BEGIN

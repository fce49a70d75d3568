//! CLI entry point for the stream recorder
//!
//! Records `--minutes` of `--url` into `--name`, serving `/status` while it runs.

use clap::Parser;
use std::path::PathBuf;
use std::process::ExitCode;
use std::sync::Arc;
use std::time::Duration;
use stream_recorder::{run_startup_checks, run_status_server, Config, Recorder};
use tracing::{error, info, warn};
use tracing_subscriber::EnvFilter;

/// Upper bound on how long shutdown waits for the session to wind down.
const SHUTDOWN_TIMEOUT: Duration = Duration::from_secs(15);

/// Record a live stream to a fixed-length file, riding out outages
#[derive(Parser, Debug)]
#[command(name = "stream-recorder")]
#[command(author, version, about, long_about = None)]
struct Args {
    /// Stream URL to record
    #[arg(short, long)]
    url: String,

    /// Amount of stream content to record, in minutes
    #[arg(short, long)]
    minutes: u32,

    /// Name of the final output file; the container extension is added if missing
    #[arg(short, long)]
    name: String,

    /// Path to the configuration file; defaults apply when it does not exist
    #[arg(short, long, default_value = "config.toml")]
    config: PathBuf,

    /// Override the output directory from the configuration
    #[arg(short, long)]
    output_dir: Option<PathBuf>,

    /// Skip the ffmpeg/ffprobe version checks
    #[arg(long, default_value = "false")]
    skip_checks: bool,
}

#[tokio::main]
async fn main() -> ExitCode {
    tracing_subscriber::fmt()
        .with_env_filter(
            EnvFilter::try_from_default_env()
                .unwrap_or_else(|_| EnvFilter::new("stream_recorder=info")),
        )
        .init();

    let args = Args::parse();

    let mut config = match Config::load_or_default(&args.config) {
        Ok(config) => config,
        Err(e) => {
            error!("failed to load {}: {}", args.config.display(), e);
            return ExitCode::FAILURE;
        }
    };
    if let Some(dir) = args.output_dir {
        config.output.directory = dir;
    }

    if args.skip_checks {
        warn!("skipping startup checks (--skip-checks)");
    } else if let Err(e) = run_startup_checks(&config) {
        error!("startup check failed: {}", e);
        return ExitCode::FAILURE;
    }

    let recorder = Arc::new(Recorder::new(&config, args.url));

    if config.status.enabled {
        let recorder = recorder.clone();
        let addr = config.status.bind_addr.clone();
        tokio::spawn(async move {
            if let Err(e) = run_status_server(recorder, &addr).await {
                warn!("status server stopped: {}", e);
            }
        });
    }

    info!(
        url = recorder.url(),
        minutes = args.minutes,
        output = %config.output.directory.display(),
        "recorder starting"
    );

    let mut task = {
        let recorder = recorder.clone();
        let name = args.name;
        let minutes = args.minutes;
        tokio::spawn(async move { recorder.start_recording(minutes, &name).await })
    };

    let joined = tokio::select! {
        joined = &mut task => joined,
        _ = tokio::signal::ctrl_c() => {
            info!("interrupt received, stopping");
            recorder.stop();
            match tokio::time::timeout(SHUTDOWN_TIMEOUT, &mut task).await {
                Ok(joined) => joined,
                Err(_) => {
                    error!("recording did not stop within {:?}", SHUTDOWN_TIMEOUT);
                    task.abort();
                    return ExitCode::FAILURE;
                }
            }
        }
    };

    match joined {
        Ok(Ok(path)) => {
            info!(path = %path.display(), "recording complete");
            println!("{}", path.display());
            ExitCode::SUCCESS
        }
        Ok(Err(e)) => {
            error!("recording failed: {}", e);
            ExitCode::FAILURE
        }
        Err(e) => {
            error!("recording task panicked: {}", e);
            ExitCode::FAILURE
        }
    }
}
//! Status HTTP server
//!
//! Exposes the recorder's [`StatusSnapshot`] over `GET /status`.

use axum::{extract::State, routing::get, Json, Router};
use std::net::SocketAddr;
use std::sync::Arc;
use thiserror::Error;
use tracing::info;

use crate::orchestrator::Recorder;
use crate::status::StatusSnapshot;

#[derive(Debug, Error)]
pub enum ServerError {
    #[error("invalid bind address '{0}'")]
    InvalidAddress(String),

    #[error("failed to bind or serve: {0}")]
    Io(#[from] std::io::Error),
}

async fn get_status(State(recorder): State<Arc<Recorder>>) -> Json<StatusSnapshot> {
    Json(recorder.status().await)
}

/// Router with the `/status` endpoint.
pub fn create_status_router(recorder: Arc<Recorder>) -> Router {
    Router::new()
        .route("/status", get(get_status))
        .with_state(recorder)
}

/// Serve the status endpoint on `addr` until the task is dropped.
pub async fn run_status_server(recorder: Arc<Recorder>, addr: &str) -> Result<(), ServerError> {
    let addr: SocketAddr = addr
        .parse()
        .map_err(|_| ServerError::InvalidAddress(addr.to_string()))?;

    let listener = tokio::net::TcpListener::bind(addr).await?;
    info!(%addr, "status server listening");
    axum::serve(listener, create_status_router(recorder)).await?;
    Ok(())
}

END

» **What you will do**: Total the lines in the records above that contain the string "task". Write only that total.

» **Solution to this exercise**: 6